» **Given data**

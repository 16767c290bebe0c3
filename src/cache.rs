//! The cache collaborator: an opaque key to blob store the table builders
//! consult so that expensive tables are only ever computed once.
//!
//! Table names follow a dotted scheme such as `cube2.distance_m3` or
//! `cube3.p0.distance_m3`.

use log::{info, warn};

use std::fs;
use std::path::PathBuf;

/// A key-value store for serialized tables. The cache is advisory: a missing
/// or malformed entry just means the table is rebuilt.
pub trait TableCache {
    /// Fetch the blob stored under `name`, if any.
    fn load(&self, name: &str) -> Option<Vec<u8>>;

    /// Store a blob under `name`. Failures are logged, never surfaced.
    fn store(&self, name: &str, bytes: &[u8]);
}

/// A cache keeping one file per table under a directory.
pub struct DirCache {
    dir: PathBuf,
}

impl DirCache {
    /// Use `dir` as the cache directory. It is created on the first store.
    pub fn new(dir: impl Into<PathBuf>) -> Self {
        DirCache { dir: dir.into() }
    }
}

impl TableCache for DirCache {
    fn load(&self, name: &str) -> Option<Vec<u8>> {
        fs::read(self.dir.join(name)).ok()
    }

    fn store(&self, name: &str, bytes: &[u8]) {
        let result = fs::create_dir_all(&self.dir)
            .and_then(|()| fs::write(self.dir.join(name), bytes));
        if let Err(err) = result {
            warn!("save {}: {}", name, err);
        }
    }
}

/// A cache that never holds anything; every table is rebuilt.
pub struct NoCache;

impl TableCache for NoCache {
    fn load(&self, _name: &str) -> Option<Vec<u8>> {
        None
    }

    fn store(&self, _name: &str, _bytes: &[u8]) {}
}

/// Load the table `name` from the cache, or build it and ask the cache to
/// keep the encoded result. A blob that fails to decode (wrong size, stale
/// format) is discarded and rebuilt.
pub fn fetch_or_build<T, E>(
    cache: &dyn TableCache,
    name: &str,
    decode: impl FnOnce(&[u8]) -> Option<T>,
    encode: impl FnOnce(&T) -> Vec<u8>,
    build: impl FnOnce() -> Result<T, E>,
) -> Result<T, E> {
    if let Some(bytes) = cache.load(name) {
        if let Some(table) = decode(&bytes) {
            info!("load {} ok", name);
            return Ok(table);
        }
        warn!("load {}: malformed entry, rebuilding", name);
    }
    info!("compute {} ...", name);
    let table = build()?;
    info!("compute {} ok", name);
    cache.store(name, &encode(&table));
    Ok(table)
}
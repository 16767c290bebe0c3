//! We give a general description of a coordinate space: the combined integer
//! encoding of a puzzle (or of a quotient of one, for phase solving), used as
//! the vertex set of the search graph.

/// A coordinate space for the puzzle `Cube`, with precomputed transition
/// tables for a fixed generator list.
///
/// States are trivially copyable coordinate tuples; `index_of` flattens them
/// into `[0, state_count)` for use as distance table indices. Move
/// application must be a table lookup, never algebraic composition; the
/// tables are built once and the search engines lean on this being cheap.
pub trait CoordSpace {
    /// The full puzzle state this space encodes.
    type Cube;

    /// A combined coordinate, used as a search vertex.
    type State: Copy + Eq;

    /// The number of generator moves.
    fn move_count(&self) -> usize;

    /// The total number of coordinate states.
    fn state_count(&self) -> usize;

    /// Encode a full puzzle state.
    fn project(&self, cube: &Self::Cube) -> Self::State;

    /// The dense index of a state, in `[0, state_count())`.
    fn index_of(&self, state: Self::State) -> usize;

    /// The coordinate of the solved puzzle.
    fn solved(&self) -> Self::State;

    /// Apply the generator with index `mv`.
    fn apply(&self, state: Self::State, mv: usize) -> Self::State;

    /// The bitmask of generators worth trying directly after `last` during a
    /// search. The default allows everything, which keeps the solution
    /// streams exhaustive; spaces may override it with
    /// [`successor_masks`](crate::group::successor_masks) when enumeration
    /// order of equal products does not matter.
    fn move_mask(&self, last: Option<u8>) -> u32 {
        let _ = last;
        (1u32 << self.move_count()) - 1
    }
}
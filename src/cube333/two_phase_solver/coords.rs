//! Coordinate spaces for the two phases.
//!
//! Phase 0 forgets everything the half turn subgroup can fix and keeps the
//! corner orientation, the locations of the E slice edges as a set, and the
//! edge orientation. Phase 1 keeps what phase 0 forgot: the corner
//! permutation and the edge permutations within each orbit, moved only by
//! the ten generators that stay inside the subgroup.

use super::super::{Cube333, BASE};
use crate::coord::CoordSpace;
use crate::group::{compose, successor_masks};
use crate::move_tables::{IndexTable, MoveTable};
use crate::ranking::{
    orientation_count, permutation_count, rank_label, rank_orientation, rank_permutation,
    unrank_label, unrank_orientation, unrank_permutation, Orbit,
};

const N_CO: usize = orientation_count(8, 3);
// 12 choose 4
const N_SLICE: usize = 495;
const N_EO: usize = orientation_count(12, 2);

const N_CP: usize = permutation_count(8);
const N_SLICE_P: usize = permutation_count(4);
const N_EP: usize = permutation_count(8);

/// The ten moves that stay inside the half turn subgroup, as indices into
/// the full [`BASE`].
pub const PHASE1_BASE: [u8; 10] = [0, 1, 2, 3, 4, 5, 7, 10, 13, 16];

/// Edge positions 0..4 hold the E slice edges.
fn edge_orbit() -> Orbit {
    Orbit::new(vec![vec![0, 1, 2, 3], vec![4, 5, 6, 7, 8, 9, 10, 11]])
}

/// Corners 6 and 7 share a group; forgetting their order identifies pairs of
/// corner permutations with opposite parity, halving the phase 1 index
/// space. The edge permutation's parity decides which member of a pair a
/// reachable state actually carries.
fn corner_orbit() -> Orbit {
    Orbit::new(vec![
        vec![0],
        vec![1],
        vec![2],
        vec![3],
        vec![4],
        vec![5],
        vec![6, 7],
    ])
}

/// The phase 0 coordinate of a cube. Solved means the cube is in the half
/// turn subgroup.
#[derive(Debug, Clone, Copy, PartialEq, Eq, Hash)]
pub struct State0 {
    co: u16,
    slice: u16,
    eo: u16,
}

/// The coarse coordinate space phase 0 searches, over the full 18 move base.
// TODO conjugating by the 16 symmetries that fix the UD axis would shrink
// the phase 0 residue table about 16x; worth doing if its memory ever hurts.
pub struct Phase0 {
    co: MoveTable,
    slice: MoveTable,
    eo: MoveTable,
    masks: Vec<u32>,
    orbit: Orbit,
}

impl Phase0 {
    /// Build the per-component transition tables by exhaustive unrank,
    /// multiply, rank.
    pub fn new() -> Self {
        let orbit = edge_orbit();
        let co = MoveTable::build(N_CO, BASE.len(), |i, j| {
            let a = Cube333 {
                co: unrank_orientation(i, 3),
                ..Cube333::SOLVED
            };
            rank_orientation(&a.multiply(&BASE[j]).co, 3)
        });
        let slice = MoveTable::build(N_SLICE, BASE.len(), |i, j| {
            let labels = unrank_label::<12>(i, orbit.sizes());
            rank_label(&compose(&labels, &BASE[j].ep), orbit.sizes())
        });
        let eo = MoveTable::build(N_EO, BASE.len(), |i, j| {
            let a = Cube333 {
                eo: unrank_orientation(i, 2),
                ..Cube333::SOLVED
            };
            rank_orientation(&a.multiply(&BASE[j]).eo, 2)
        });
        let masks = successor_masks(&BASE, &Cube333::SOLVED, |a, b| a.multiply(b));
        Phase0 {
            co,
            slice,
            eo,
            masks,
            orbit,
        }
    }
}

impl Default for Phase0 {
    fn default() -> Self {
        Self::new()
    }
}

impl CoordSpace for Phase0 {
    type Cube = Cube333;
    type State = State0;

    fn move_count(&self) -> usize {
        BASE.len()
    }

    fn state_count(&self) -> usize {
        N_CO * N_SLICE * N_EO
    }

    fn project(&self, cube: &Cube333) -> State0 {
        State0 {
            co: rank_orientation(&cube.co, 3) as u16,
            slice: rank_label(&self.orbit.label_of(&cube.ep), self.orbit.sizes()) as u16,
            eo: rank_orientation(&cube.eo, 2) as u16,
        }
    }

    fn index_of(&self, state: State0) -> usize {
        (state.co as usize * N_SLICE + state.slice as usize) * N_EO + state.eo as usize
    }

    fn solved(&self) -> State0 {
        self.project(&Cube333::SOLVED)
    }

    fn apply(&self, state: State0, mv: usize) -> State0 {
        State0 {
            co: self.co.apply(state.co as usize, mv) as u16,
            slice: self.slice.apply(state.slice as usize, mv) as u16,
            eo: self.eo.apply(state.eo as usize, mv) as u16,
        }
    }

    fn move_mask(&self, last: Option<u8>) -> u32 {
        match last {
            Some(mv) => self.masks[mv as usize],
            None => (1 << BASE.len()) - 1,
        }
    }
}

/// The phase 1 coordinate of a cube already in the half turn subgroup: the
/// corner permutation and the edge permutations within the two orbits.
#[derive(Debug, Clone, Copy, PartialEq, Eq, Hash)]
pub struct State1 {
    cp: u16,
    slice: u8,
    ep: u16,
}

/// The residual coordinate space phase 1 searches, over [`PHASE1_BASE`].
///
/// The distance table index folds the corner permutation through the corner
/// orbit, so paired permutations share every table slot; states keep the
/// full corner permutation so the goal check stays exact.
pub struct Phase1 {
    cp: MoveTable,
    slice: MoveTable,
    ep: MoveTable,
    fold: IndexTable,
    masks: Vec<u32>,
    orbit: Orbit,
}

impl Phase1 {
    /// Build the transition tables and the corner fold table.
    pub fn new() -> Self {
        let orbit = edge_orbit();
        let corners = corner_orbit();
        let base: Vec<Cube333> = PHASE1_BASE.iter().map(|&i| BASE[i as usize]).collect();

        let cp = MoveTable::build(N_CP, base.len(), |i, j| {
            rank_permutation(&compose(&unrank_permutation::<8>(i), &base[j].cp))
        });
        let slice = MoveTable::build(N_SLICE_P, base.len(), |i, j| {
            let by = orbit.sub_permutation::<12, 4>(&base[j].ep, 0);
            rank_permutation(&compose(&unrank_permutation::<4>(i), &by))
        });
        let ep = MoveTable::build(N_EP, base.len(), |i, j| {
            let by = orbit.sub_permutation::<12, 8>(&base[j].ep, 1);
            rank_permutation(&compose(&unrank_permutation::<8>(i), &by))
        });
        let fold = IndexTable::build(N_CP, |i| {
            rank_label(
                &corners.label_of(&unrank_permutation::<8>(i)),
                corners.sizes(),
            )
        });
        let masks = successor_masks(&base, &Cube333::SOLVED, |a, b| a.multiply(b));
        Phase1 {
            cp,
            slice,
            ep,
            fold,
            masks,
            orbit,
        }
    }
}

impl Default for Phase1 {
    fn default() -> Self {
        Self::new()
    }
}

impl CoordSpace for Phase1 {
    type Cube = Cube333;
    type State = State1;

    fn move_count(&self) -> usize {
        PHASE1_BASE.len()
    }

    fn state_count(&self) -> usize {
        N_CP / 2 * N_SLICE_P * N_EP
    }

    fn project(&self, cube: &Cube333) -> State1 {
        State1 {
            cp: rank_permutation(&cube.cp) as u16,
            slice: rank_permutation(&self.orbit.sub_permutation::<12, 4>(&cube.ep, 0)) as u8,
            ep: rank_permutation(&self.orbit.sub_permutation::<12, 8>(&cube.ep, 1)) as u16,
        }
    }

    fn index_of(&self, state: State1) -> usize {
        (self.fold.map(state.cp as usize) * N_SLICE_P + state.slice as usize) * N_EP
            + state.ep as usize
    }

    fn solved(&self) -> State1 {
        State1 {
            cp: 0,
            slice: 0,
            ep: 0,
        }
    }

    fn apply(&self, state: State1, mv: usize) -> State1 {
        State1 {
            cp: self.cp.apply(state.cp as usize, mv) as u16,
            slice: self.slice.apply(state.slice as usize, mv) as u8,
            ep: self.ep.apply(state.ep as usize, mv) as u16,
        }
    }

    fn move_mask(&self, last: Option<u8>) -> u32 {
        match last {
            Some(mv) => self.masks[mv as usize],
            None => (1 << PHASE1_BASE.len()) - 1,
        }
    }
}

» **Work required**
Scan the records above for the word "means". Copy each line that has it.

» **Result of the task**
/// or malformed entry just means the table is rebuilt.
/// The phase 0 coordinate of a cube. Solved means the cube is in the half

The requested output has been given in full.